▸ YOUR OBJECTIVE: In the data below, how many lines contain the string "serde"? Give only the number.

▸ INPUT DATA:
# # #

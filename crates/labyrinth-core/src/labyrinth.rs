//! Lifecycle facade: initialize, recover, resume, and per-message keys.
//!
//! A [`Labyrinth`] owns this device and its epoch chain. Every constructor
//! leaves it caught up with the server's newest epoch; every resume path
//! (recovery and deserialization) then reports activity and rotates the
//! epoch when the server says some device has gone quiet for too long.
//!
//! Calls on one instance must be serialized by the caller.

use labyrinth_crypto::{aead, kdf::kdf_key, util::ascii_bytes};
use serde::{Deserialize, Serialize};
use tracing::info;
use zeroize::Zeroizing;

use crate::{
    codec::BytesCodec,
    device::{Device, DeviceSerialized},
    env::Environment,
    epoch::{Epoch, EpochChain, EpochChainSerialized, SequenceId},
    error::{EpochChainError, LabyrinthError},
    key_bundle::DeviceKeyBundle,
    phases::{
        FirstEpoch, JoiningIdentity, authenticate_device_to_epoch, chain_forward,
        open_first_epoch, open_new_epoch_based_on_current, register_device_in_epoch,
    },
    server::LabyrinthServerClient,
    virtual_device::{InitializedVirtualDevice, RecoveryCode, VirtualDevice},
};

/// Version tag mixed into every message key.
const CIPHER_VERSION: u32 = 1;

/// Ready-state Labyrinth session for one device.
#[derive(Debug)]
pub struct Labyrinth<E: Environment, C: BytesCodec> {
    device: Device,
    epoch_chain: EpochChain,
    env: E,
    codec: C,
}

impl<E: Environment, C: BytesCodec> Labyrinth<E, C> {
    /// Whether the account already has a genesis epoch.
    ///
    /// Decides between [`initialize`](Self::initialize) and
    /// [`from_recovery_code`](Self::from_recovery_code) for a fresh device.
    pub async fn check_if_labyrinth_is_initialized(
        client: &impl LabyrinthServerClient,
    ) -> Result<bool, LabyrinthError> {
        Ok(client.check_if_labyrinth_is_initialized().await?.is_initialized)
    }

    /// Create the account: virtual device, recovery code and genesis epoch.
    ///
    /// The returned recovery code is the only way to recover the account
    /// without a device and must be shown to the user.
    pub async fn initialize(
        user_id: &str,
        client: &impl LabyrinthServerClient,
        env: E,
        codec: C,
    ) -> Result<(Self, RecoveryCode), LabyrinthError> {
        let InitializedVirtualDevice { virtual_device, decryption_key, recovery_code } =
            VirtualDevice::initialize(user_id, &env);

        let FirstEpoch { device, epoch } = open_first_epoch(
            DeviceKeyBundle::generate(&env),
            &virtual_device,
            decryption_key.as_slice(),
            client,
            &codec,
            &env,
        )
        .await?;

        let mut epoch_chain = EpochChain::new();
        epoch_chain.add(epoch)?;

        info!(device_id = device.id(), "labyrinth initialized");
        Ok((Self { device, epoch_chain, env, codec }, recovery_code))
    }

    /// Join the account as a new device using the recovery code.
    ///
    /// # Errors
    ///
    /// - `Recovery(InvalidRecoveryCodeFormat)`: code is not 40 ASCII characters
    /// - `Transport(NotFound)`: no virtual device for this code and user
    /// - `Crypto(DecryptionFailed)`: escrow does not open under this code
    /// - `Recovery(CorruptedRecoverySecrets)`: escrow contradicts the server's
    ///   virtual device
    pub async fn from_recovery_code(
        user_id: &str,
        recovery_code: &str,
        client: &impl LabyrinthServerClient,
        env: E,
        codec: C,
    ) -> Result<Self, LabyrinthError> {
        let (virtual_device, escrowed_epoch) =
            VirtualDevice::from_recovery_code(user_id, recovery_code, client, &codec).await?;

        let mut epoch_chain = EpochChain::new();
        epoch_chain.add(escrowed_epoch)?;
        chain_forward(JoiningIdentity::VirtualDevice(&virtual_device), &mut epoch_chain, client, &codec)
            .await?;

        let device = register_device_in_epoch(
            DeviceKeyBundle::generate(&env),
            epoch_chain.get_newest()?,
            client,
            &codec,
        )
        .await?;

        info!(
            device_id = device.id(),
            sequence_id = %epoch_chain.get_newest()?.sequence_id(),
            "labyrinth recovered"
        );

        let mut labyrinth = Self { device, epoch_chain, env, codec };
        labyrinth.after_resume(client).await?;
        Ok(labyrinth)
    }

    /// Resume a persisted session and catch up with the server.
    ///
    /// The device authenticates to the newest epoch only if it joined new
    /// epochs during this call.
    pub async fn deserialize(
        serialized: &LabyrinthSerialized,
        client: &impl LabyrinthServerClient,
        env: E,
        codec: C,
    ) -> Result<Self, LabyrinthError> {
        let device = Device::deserialize(&serialized.this_device, &codec)?;
        let mut epoch_chain = EpochChain::deserialize(&serialized.epoch_chain, &codec)?;

        let persisted_newest = epoch_chain.get_newest()?.sequence_id();
        chain_forward(JoiningIdentity::Device(&device), &mut epoch_chain, client, &codec).await?;

        let newest = epoch_chain.get_newest()?;
        if newest.sequence_id() > persisted_newest {
            authenticate_device_to_epoch(&device, newest, client, &codec).await?;
        }

        info!(
            device_id = device.id(),
            from = %persisted_newest,
            to = %newest.sequence_id(),
            "labyrinth resumed"
        );

        let mut labyrinth = Self { device, epoch_chain, env, codec };
        labyrinth.after_resume(client).await?;
        Ok(labyrinth)
    }

    /// Persisted form of this session.
    pub fn serialize(&self) -> LabyrinthSerialized {
        LabyrinthSerialized {
            this_device: self.device.serialize(&self.codec),
            epoch_chain: self.epoch_chain.serialize(&self.codec),
        }
    }

    /// Encrypt `plaintext` for `thread_id` under the key of epoch
    /// `epoch_sequence_id`.
    ///
    /// Returns `nonce ‖ ciphertext ‖ tag` with a fresh random nonce.
    ///
    /// # Errors
    ///
    /// - `EpochChain(EpochDoesNotExist)`: epoch is not held by this device
    pub fn encrypt(
        &self,
        thread_id: &str,
        epoch_sequence_id: SequenceId,
        plaintext: &[u8],
    ) -> Result<Vec<u8>, LabyrinthError> {
        let epoch = self.epoch_chain.get_epoch(epoch_sequence_id)?;
        let key = message_key(epoch, thread_id);
        let nonce = self.env.random_array();

        Ok(aead::encrypt(key.as_slice(), &nonce, &message_aad(thread_id), plaintext)?)
    }

    /// Decrypt a ciphertext produced by [`encrypt`](Self::encrypt) on any
    /// device of the account.
    ///
    /// # Errors
    ///
    /// - `EpochChain(EpochDoesNotExist)`: epoch is not held by this device
    /// - `Crypto(DecryptionFailed)`: wrong thread, wrong epoch, or tampering
    pub fn decrypt(
        &self,
        thread_id: &str,
        epoch_sequence_id: SequenceId,
        ciphertext: &[u8],
    ) -> Result<Vec<u8>, LabyrinthError> {
        let epoch = self.epoch_chain.get_epoch(epoch_sequence_id)?;
        let key = message_key(epoch, thread_id);

        Ok(aead::decrypt(key.as_slice(), &message_aad(thread_id), ciphertext)?)
    }

    /// Open a new epoch now, regardless of device activity.
    pub async fn rotate_epoch(
        &mut self,
        client: &impl LabyrinthServerClient,
    ) -> Result<SequenceId, LabyrinthError> {
        let opened = open_new_epoch_based_on_current(
            self.epoch_chain.get_newest()?,
            &self.device,
            client,
            &self.codec,
            &self.env,
        )
        .await?;

        let sequence_id = opened.sequence_id();
        self.epoch_chain.add(opened)?;
        Ok(sequence_id)
    }

    /// Sequence id of the newest epoch this device holds.
    pub fn newest_epoch_sequence_id(&self) -> Result<SequenceId, EpochChainError> {
        Ok(self.epoch_chain.get_newest()?.sequence_id())
    }

    /// Server-assigned id of the newest epoch this device holds.
    pub fn newest_epoch_id(&self) -> Result<&str, EpochChainError> {
        Ok(self.epoch_chain.get_newest()?.id())
    }

    /// This device.
    pub fn device(&self) -> &Device {
        &self.device
    }

    /// Epochs held by this device.
    pub fn epoch_chain(&self) -> &EpochChain {
        &self.epoch_chain
    }

    async fn after_resume(&mut self, client: &impl LabyrinthServerClient) -> Result<(), LabyrinthError> {
        client.notify_about_device_activity(self.device.id()).await?;

        let exceeded = client
            .check_if_any_device_exceed_inactivity_limit()
            .await?
            .did_any_device_exceed_inactivity_limit;
        if exceeded {
            info!(device_id = self.device.id(), "inactive device detected, rotating epoch");
            self.rotate_epoch(client).await?;
        }
        Ok(())
    }
}

fn message_key(epoch: &Epoch, thread_id: &str) -> Zeroizing<[u8; 32]> {
    let info = format!(
        "message_key_in_epoch_{}_cipher_version_{CIPHER_VERSION}_{thread_id}",
        epoch.sequence_id()
    );
    Zeroizing::new(kdf_key(epoch.root_key(), None, &ascii_bytes(&info)))
}

fn message_aad(thread_id: &str) -> Vec<u8> {
    ascii_bytes(&format!("message_thread_{thread_id}"))
}

/// Persisted session: this device and the epochs it holds.
#[derive(Debug, Clone, PartialEq, Eq, Serialize, Deserialize)]
#[serde(rename_all = "camelCase")]
pub struct LabyrinthSerialized {
    /// This device with its private keys
    pub this_device: DeviceSerialized,
    /// Epochs held by this device
    #[serde(rename = "epochStorage")]
    pub epoch_chain: EpochChainSerialized,
}

#[cfg(test)]
mod tests {
    use super::*;
    use crate::{codec::Base64Codec, env::SystemEnv};

    fn labyrinth() -> Labyrinth<SystemEnv, Base64Codec> {
        let env = SystemEnv::new();
        let mut epoch_chain = EpochChain::new();
        epoch_chain.add(Epoch::new("epoch-0", SequenceId::GENESIS, [1; 32])).unwrap();
        epoch_chain.add(Epoch::new("epoch-1", SequenceId::new(1), [2; 32])).unwrap();

        Labyrinth {
            device: Device::new("device-0", DeviceKeyBundle::generate(&env)),
            epoch_chain,
            env,
            codec: Base64Codec,
        }
    }

    #[test]
    fn message_roundtrip() {
        let labyrinth = labyrinth();
        let ciphertext = labyrinth.encrypt("thread-a", SequenceId::GENESIS, b"hello").unwrap();

        assert_eq!(labyrinth.decrypt("thread-a", SequenceId::GENESIS, &ciphertext).unwrap(), b"hello");
    }

    #[test]
    fn message_is_bound_to_thread_and_epoch() {
        let labyrinth = labyrinth();
        let ciphertext = labyrinth.encrypt("thread-a", SequenceId::GENESIS, b"hello").unwrap();

        assert!(matches!(
            labyrinth.decrypt("thread-b", SequenceId::GENESIS, &ciphertext),
            Err(LabyrinthError::Crypto(_))
        ));
        assert!(matches!(
            labyrinth.decrypt("thread-a", SequenceId::new(1), &ciphertext),
            Err(LabyrinthError::Crypto(_))
        ));
    }

    #[test]
    fn unknown_epoch_is_reported() {
        let labyrinth = labyrinth();
        let err = labyrinth.encrypt("thread-a", SequenceId::new(7), b"hello").unwrap_err();

        assert_eq!(
            err,
            LabyrinthError::EpochChain(EpochChainError::EpochDoesNotExist {
                sequence_id: SequenceId::new(7)
            })
        );
    }

    #[test]
    fn nonces_are_fresh() {
        let labyrinth = labyrinth();
        let a = labyrinth.encrypt("thread-a", SequenceId::GENESIS, b"hello").unwrap();
        let b = labyrinth.encrypt("thread-a", SequenceId::GENESIS, b"hello").unwrap();

        assert_ne!(a, b);
    }

    #[test]
    fn message_key_label() {
        let epoch = Epoch::new("epoch-3", SequenceId::new(3), [9; 32]);
        let expected = kdf_key(&[9; 32], None, b"message_key_in_epoch_3_cipher_version_1_t");

        assert_eq!(*message_key(&epoch, "t"), expected);
        assert_eq!(message_aad("t"), b"message_thread_t");
    }

    #[test]
    fn accessors_report_newest() {
        let labyrinth = labyrinth();

        assert_eq!(labyrinth.newest_epoch_sequence_id().unwrap(), SequenceId::new(1));
        assert_eq!(labyrinth.newest_epoch_id().unwrap(), "epoch-1");
        assert_eq!(labyrinth.device().id(), "device-0");
        assert_eq!(labyrinth.epoch_chain().len(), 2);
    }

    #[test]
    fn serialized_session_survives_cbor() {
        let labyrinth = labyrinth();
        let serialized = labyrinth.serialize();

        let mut bytes = Vec::new();
        ciborium::into_writer(&serialized, &mut bytes).unwrap();
        let restored: LabyrinthSerialized = ciborium::from_reader(bytes.as_slice()).unwrap();

        assert_eq!(restored, serialized);
        let chain = EpochChain::deserialize(&restored.epoch_chain, &Base64Codec).unwrap();
        assert_eq!(chain.get_newest().unwrap(), labyrinth.epoch_chain().get_newest().unwrap());
    }

    #[test]
    fn persisted_field_names_match_deployed_layout() {
        let mut bytes = Vec::new();
        ciborium::into_writer(&labyrinth().serialize(), &mut bytes).unwrap();
        let value: ciborium::Value = ciborium::from_reader(bytes.as_slice()).unwrap();

        let keys: Vec<&str> =
            value.as_map().unwrap().iter().filter_map(|(key, _)| key.as_text()).collect();
        assert_eq!(keys, ["thisDevice", "epochStorage"]);
    }
}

# # #

▸ SOLUTION TO THIS EXERCISE: 3